Lawnton, Pennsylvania, USA, 1898 - New York, USA, 1976
  • Date: 
    1944 (circa)
  • Material: 
    Painted wood and steel threads
  • Technique: 
    Assemblage
  • Dimensions: 
    90 x 67,5 x 80 cm
  • Category: 
    Sculpture
  • Entry date: 
    1990
  • Register number: 
    AS11051

The Constellations series, begun in 1943, owes its title to the influence of Marcel Duchamp and the critic James Johnson Sweeney.

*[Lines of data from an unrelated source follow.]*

// Copyright 2025 the Understory Authors
// SPDX-License-Identifier: Apache-2.0 OR MIT

//! Cached box geometry for a single surface.

use kurbo::{Rect, Vec2};

use crate::Surface;

/// A snapshot of a surface's box in page coordinates.
///
/// A [`Geography`] does not follow its surface on its own. It is re-measured with
/// [`Geography::refresh`] and translated with [`Geography::shift`], which lets the
/// radar remember where things were and compare that against live values.
///
/// Shifting keeps `width` and `height` unchanged; only the edges move.
#[derive(Clone, Copy, Debug, Default, PartialEq)]
pub struct Geography {
    rect: Rect,
}

impl Geography {
    /// Measures `surface` and returns its snapshot.
    #[must_use]
    pub fn new<S: Surface + ?Sized>(surface: &S) -> Self {
        Self::from_rect(surface.bounds())
    }

    /// Creates a snapshot from an already measured rectangle.
    #[must_use]
    pub const fn from_rect(rect: Rect) -> Self {
        Self { rect }
    }

    /// The cached rectangle.
    #[must_use]
    pub const fn rect(&self) -> Rect {
        self.rect
    }

    /// Top edge.
    #[must_use]
    pub const fn top(&self) -> f64 {
        self.rect.y0
    }

    /// Bottom edge.
    #[must_use]
    pub const fn bottom(&self) -> f64 {
        self.rect.y1
    }

    /// Left edge.
    #[must_use]
    pub const fn left(&self) -> f64 {
        self.rect.x0
    }

    /// Right edge.
    #[must_use]
    pub const fn right(&self) -> f64 {
        self.rect.x1
    }

    /// Horizontal extent.
    #[must_use]
    pub fn width(&self) -> f64 {
        self.rect.width()
    }

    /// Vertical extent.
    #[must_use]
    pub fn height(&self) -> f64 {
        self.rect.height()
    }

    /// Re-measures the snapshot from `surface`, discarding any accumulated shifts.
    pub fn refresh<S: Surface + ?Sized>(&mut self, surface: &S) {
        self.rect = surface.bounds();
    }

    /// Applies a scroll movement of `delta`.
    ///
    /// Content moves opposite to the scroll direction: scrolling down by `delta.y`
    /// moves every edge up by `delta.y`.
    pub fn shift(&mut self, delta: Vec2) {
        self.rect = self.rect - delta;
    }
}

Alexander Calder did a group of hanging mobiles and standing mobiles (‘stabiles’) in wood and wire which, decades later, in 1971, he related to Joan Miró’s Constelaciones, a series of 23 tempera paintings done between 1940 and 1941, which Calder saw in 1944 when they came to New York. Calder’s interest in cosmology dated back to the beginning of the 1930s, when he did works in painted sheet metal and wire evoking the movements and the pure forms of the planets, but differing considerably in character from this piece, based around biomorphic forms referencing works by Miró, Yves Tanguy and Jean Arp. 1944’s Constellation is not coloured, and is a wall piece with a mobile section finding the rhythmic form and contained motion of a subtle, ordered universe that is poetic and serene. Like Miró’s works, whose small formats “give the impression of large frescoes”, as the artist himself said, Calder’s Constellations are also aiming at a monumentalism that would later inspire him to build the Towers series, which has a direct link to this series.